Paris, Cerf, 2007, 474 p.
Jean Lédion

Dans ce volume (Œuvres complètes XXIV) sont reproduits deux ouvrages et sept articles du cardinal de Lubac dont les publications initiales s’étalent entre 1965 et 1969. Ils sont tous consacrés, comme le titre l’indique, à la figure religieuse du père Pierre Teilhard de Chardin (1861-1955). Ce jésuite a d’abord été connu pour ses travaux scientifiques dans le domaine de la paléontologie humaine. Son nom n’était alors évoqué que chez les spécialistes et que dans les milieux romains où certains de ses écrits étaient suspectés d’hétérodoxie. Il devint célèbre après sa mort grâce au zèle, plus ou moins éclairé, de certains de ses disciples et de certains de ses ennemis, dans les années 60. A cette époque on édite ou réédite un grand nombre de ses ouvrages : c’est un auteur à la mode que l’on pousse en avant pour susciter des débats polémiques dont sont friands les médias de l’époque.

Aujourd’hui, Teilhard mérite sans doute d’être relu avec un peu plus de sérénité. Pour cela il est certainement nécessaire de lire, en préalable, les ouvrages que le P. de Lubac lui a consacrés. En effet, le style littéraire de Teilhard est quelque peu déconcertant et, une lecture un peu superficielle, peut conduire à beaucoup de contresens sur le fond de sa pensée. C’est pourquoi beaucoup de ses censeurs lui reprochaient de nier la doctrine du péché originel, d’avoir des positions qui frôlaient le panthéisme, etc. Mais, entretemps, Teilhard était mort et ne pouvait donc plus se défendre. Alors, au début de l’année 1961 les supérieurs de la Compagnie de Jésus demandèrent au Père de Lubac d’écrire pour défendre sa mémoire et l’orthodoxie de sa pensée. Les textes de ce volume font partie de ce travail que notre auteur a entrepris avec d’autant plus d’ardeur qu’il avait noué depuis longtemps des relations d’amitié avec Teilhard, bien que celui-ci ait été d’une génération plus ancienne.

On verra donc, à la lecture de ces différents textes, quelle a été l’évolution spirituelle de Teilhard au cours de cette première moitié du XXème siècle.

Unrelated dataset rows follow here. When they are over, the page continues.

//! Loading route files from disk.
//!
//! A route file is a JSON document with the route's identity and its raw
//! rows, cell markers included:
//!
//! ```json
//! {
//!   "route_id": "RTE-1042",
//!   "product_id": "P-100",
//!   "rows": [
//!     [{"value": null}, {"value": "10"}, {"value": "DRILL"}],
//!     [{"value": null}, {"value": null}, {"value": "torque to 40 Nm"}]
//!   ]
//! }
//! ```

use anyhow::{Context, Result};
use route_diff::{build_route, CompareConfig, RouteBuildReport, RouteKind, SourceRow};
use serde::Deserialize;
use std::fs;

#[derive(Debug, Deserialize)]
pub struct RouteFile {
    pub route_id: String,
    pub product_id: String,
    pub rows: Vec<SourceRow>,
}

pub fn load_route(path: &str, kind: RouteKind, config: &CompareConfig) -> Result<RouteBuildReport> {
    let text =
        fs::read_to_string(path).with_context(|| format!("Failed to read route file: {path}"))?;
    let file: RouteFile = serde_json::from_str(&text)
        .with_context(|| format!("Failed to parse route file: {path}"))?;
    let report = build_route(file.route_id, file.product_id, kind, &file.rows, config)
        .with_context(|| format!("Failed to build {kind} route from: {path}"))?;

    for skipped in &report.skipped {
        eprintln!(
            "Warning: {path}: skipped input at row {}: {:?}",
            skipped.first_row, skipped.reason
        );
    }

    Ok(report)
}
//! Routes, operations, and the cell values they carry.
//!
//! A [`Route`] is an arena of operations plus an ordered key list and a
//! key-to-position index, so the alignment engine can both walk keys in
//! order and answer membership probes in O(1).

use crate::hashing::{normalize_float_for_hash, operation_signature};
use crate::opkey::{MalformedKeyError, OpKey};
use rustc_hash::FxHashMap;
use serde::{Deserialize, Serialize};

/// Column of the free-text comment cell in an operation's first row.
pub const COMMENT_COL: usize = 0;
/// Column holding the operation number in an operation's first row.
pub const KEY_COL: usize = 1;

/// A scalar cell value.
///
/// Numbers compare with zero-sign and low-ULP drift collapsed, matching the
/// signature hash, so values round-tripped through text upstream still
/// compare equal.
#[derive(Debug, Clone, Serialize, Deserialize)]
#[serde(untagged)]
pub enum CellScalar {
    Bool(bool),
    Number(f64),
    Text(String),
}

impl PartialEq for CellScalar {
    fn eq(&self, other: &Self) -> bool {
        match (self, other) {
            (CellScalar::Number(a), CellScalar::Number(b)) => {
                normalize_float_for_hash(*a) == normalize_float_for_hash(*b)
            }
            (CellScalar::Text(a), CellScalar::Text(b)) => a == b,
            (CellScalar::Bool(a), CellScalar::Bool(b)) => a == b,
            _ => false,
        }
    }
}

/// Annotation attached to a source cell by the upstream report.
#[derive(Debug, Clone, Copy, PartialEq, Eq, Serialize, Deserialize)]
#[serde(rename_all = "snake_case")]
pub enum CellMarker {
    /// The operation this row belongs to is slated for removal.
    Removal,
    /// The cell sits inside an approved change window.
    ChangeWindow,
}

/// One cell of raw source input: a value plus an optional marker.
#[derive(Debug, Clone, PartialEq, Serialize, Deserialize)]
pub struct SourceCell {
    pub value: Option<CellScalar>,
    #[serde(skip_serializing_if = "Option::is_none", default)]
    pub marker: Option<CellMarker>,
}

impl SourceCell {
    pub fn empty() -> SourceCell {
        SourceCell {
            value: None,
            marker: None,
        }
    }

    pub fn text(s: impl Into<String>) -> SourceCell {
        SourceCell {
            value: Some(CellScalar::Text(s.into())),
            marker: None,
        }
    }

    pub fn number(n: f64) -> SourceCell {
        SourceCell {
            value: Some(CellScalar::Number(n)),
            marker: None,
        }
    }

    pub fn with_marker(mut self, marker: CellMarker) -> SourceCell {
        self.marker = Some(marker);
        self
    }

    pub fn is_blank(&self) -> bool {
        match &self.value {
            None => true,
            Some(CellScalar::Text(s)) => s.is_empty(),
            Some(_) => false,
        }
    }
}

/// One raw row as read from the upstream report.
pub type SourceRow = Vec<SourceCell>;

/// A single manufacturing operation: one or more rows of cells.
///
/// The first row's key cell carries the operation number; continuation rows
/// hold overflow text. `excluded` operations never reach a [`Route`];
/// `part_of_change` marks operations inside an approved change window.
#[derive(Debug, Clone, PartialEq, Serialize, Deserialize)]
pub struct Operation {
    pub rows: Vec<Vec<Option<CellScalar>>>,
    #[serde(default)]
    pub excluded: bool,
    #[serde(default)]
    pub part_of_change: bool,
}

impl Operation {
    /// Derive this operation's canonical key from its first row.
    pub fn key(&self) -> Result<OpKey, MalformedKeyError> {
        let cell = self
            .rows
            .first()
            .and_then(|row| row.get(KEY_COL))
            .and_then(|cell| cell.as_ref());
        OpKey::from_cell(cell)
    }

    /// Content signature over all cells except the comment cell.
    pub fn signature(&self) -> OperationSignature {
        operation_signature(self)
    }
}

/// xxh64 content signature of an operation, serialized as fixed-width hex.
#[derive(Debug, Clone, Copy, PartialEq, Eq, Hash, Serialize, Deserialize)]
pub struct OperationSignature {
    #[serde(with = "hex_u64")]
    pub hash: u64,
}

mod hex_u64 {
    use serde::{Deserialize, Deserializer, Serializer};

    pub fn serialize<S: Serializer>(value: &u64, serializer: S) -> Result<S::Ok, S::Error> {
        serializer.serialize_str(&format!("{value:016x}"))
    }

    pub fn deserialize<'de, D: Deserializer<'de>>(deserializer: D) -> Result<u64, D::Error> {
        let s = String::deserialize(deserializer)?;
        u64::from_str_radix(&s, 16).map_err(serde::de::Error::custom)
    }
}

/// Which report a route was read from.
#[derive(Debug, Clone, Copy, PartialEq, Eq, Serialize, Deserialize)]
#[serde(rename_all = "snake_case")]
pub enum RouteKind {
    /// The submitted (engineering) route.
    Rte,
    /// The staged (system master) route.
    Sm,
    /// The production baseline route.
    MmBaseline,
}

impl std::fmt::Display for RouteKind {
    fn fmt(&self, f: &mut std::fmt::Formatter<'_>) -> std::fmt::Result {
        match self {
            RouteKind::Rte => f.write_str("RTE"),
            RouteKind::Sm => f.write_str("SM"),
            RouteKind::MmBaseline => f.write_str("MM"),
        }
    }
}

/// An ordered, indexed collection of operations for one route report.
#[derive(Debug, Clone)]
pub struct Route {
    ops: Vec<Operation>,
    keys: Vec<OpKey>,
    index: FxHashMap<String, usize>,
    pub route_id: String,
    pub product_id: String,
    pub kind: RouteKind,
}

impl Route {
    pub fn new(
        route_id: impl Into<String>,
        product_id: impl Into<String>,
        kind: RouteKind,
    ) -> Route {
        Route {
            ops: Vec::new(),
            keys: Vec::new(),
            index: FxHashMap::default(),
            route_id: route_id.into(),
            product_id: product_id.into(),
            kind,
        }
    }

    /// Append an operation under `key`. A duplicate key overwrites the
    /// existing operation in place, keeping the first occurrence's position.
    pub(crate) fn push(&mut self, key: OpKey, op: Operation) {
        debug_assert!(!op.rows.is_empty(), "operations must have at least one row");
        debug_assert!(!op.excluded, "excluded operations must not enter a route");
        if let Some(&pos) = self.index.get(key.as_str()) {
            self.ops[pos] = op;
        } else {
            self.index.insert(key.as_str().to_string(), self.ops.len());
            self.keys.push(key);
            self.ops.push(op);
        }
    }

    pub fn len(&self) -> usize {
        self.ops.len()
    }

    pub fn is_empty(&self) -> bool {
        self.ops.is_empty()
    }

    /// Keys in route order.
    pub fn keys(&self) -> &[OpKey] {
        &self.keys
    }

    pub fn contains_key(&self, canonical: &str) -> bool {
        self.index.contains_key(canonical)
    }

    pub fn get(&self, canonical: &str) -> Option<&Operation> {
        self.index.get(canonical).map(|&pos| &self.ops[pos])
    }

    pub fn key_at(&self, pos: usize) -> Option<&OpKey> {
        self.keys.get(pos)
    }

    pub fn op_at(&self, pos: usize) -> Option<&Operation> {
        self.ops.get(pos)
    }

    pub fn iter(&self) -> impl Iterator<Item = (&OpKey, &Operation)> {
        self.keys.iter().zip(self.ops.iter())
    }
}

impl std::fmt::Display for Route {
    fn fmt(&self, f: &mut std::fmt::Formatter<'_>) -> std::fmt::Result {
        write!(
            f,
            "{} route '{}' for product '{}' ({} operations)",
            self.kind,
            self.route_id,
            self.product_id,
            self.len()
        )
    }
}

On découvrira que sa pensée théologique était plutôt traditionnelle et qu’il souhaitait vivement renouveler l’apologétique en utilisant toutes les données et réflexions scientifiques qu’il avait accumulées au cours de sa carrière de chercheur en paléontologie. Mais laissons le soin au cardinal de Lubac de conclure : « Nous disions en commençant que toute l’œuvre du père Teilhard de Chardin pouvait être comprise, envisagée sous un certain biais, comme un effort renouvelé pour établir l’existence de Dieu, par le relais d’une preuve de l’irréversibilité du Cosmos, c’est-à-dire de l’immortalité des âmes personnelles, afin de mener ensuite les hommes jusqu’au Christ. En finissant, nous pouvons dire encore, dans un langage peut-être plus actuel, que cette œuvre est un incessant dialogue avec l’une des variétés les plus répandues de l’athéisme du XXème siècle. C’est un dialogue réel, entrepris et poursuivi durant plusieurs décades avec de nombreux représentants de cet athéisme, rencontrés soit dans le monde des savants, soit parmi les hommes formés à l’école d’une science athée. […] Ce dialogue n’est jamais un dialogue de complaisance ou de facilité. Encore moins de concessions ou de démission. […] Son dialogue est toujours — ce que doit finir au moins par être tout dialogue sérieux sur le plan intellectuel — un dialogue d’affrontement. Il y a pour nous, aujourd’hui, un exemple salubre. […] Et le sérieux mis par le père Teilhard de Chardin dans son affrontement avec le matérialisme athée confère à son œuvre un poids que n’auront jamais bien des écrits apparemment plus subtils. C’est pourquoi beaucoup, aujourd’hui, sentent qu’il leur faut la prendre au sérieux. » (pp. 366-368)

Jean Lédion, marié, trois enfants. Diplôme d’ingénieur, docteur d’État ès Sciences Physiques. Enseignant dans une école d’ingénieurs à Paris.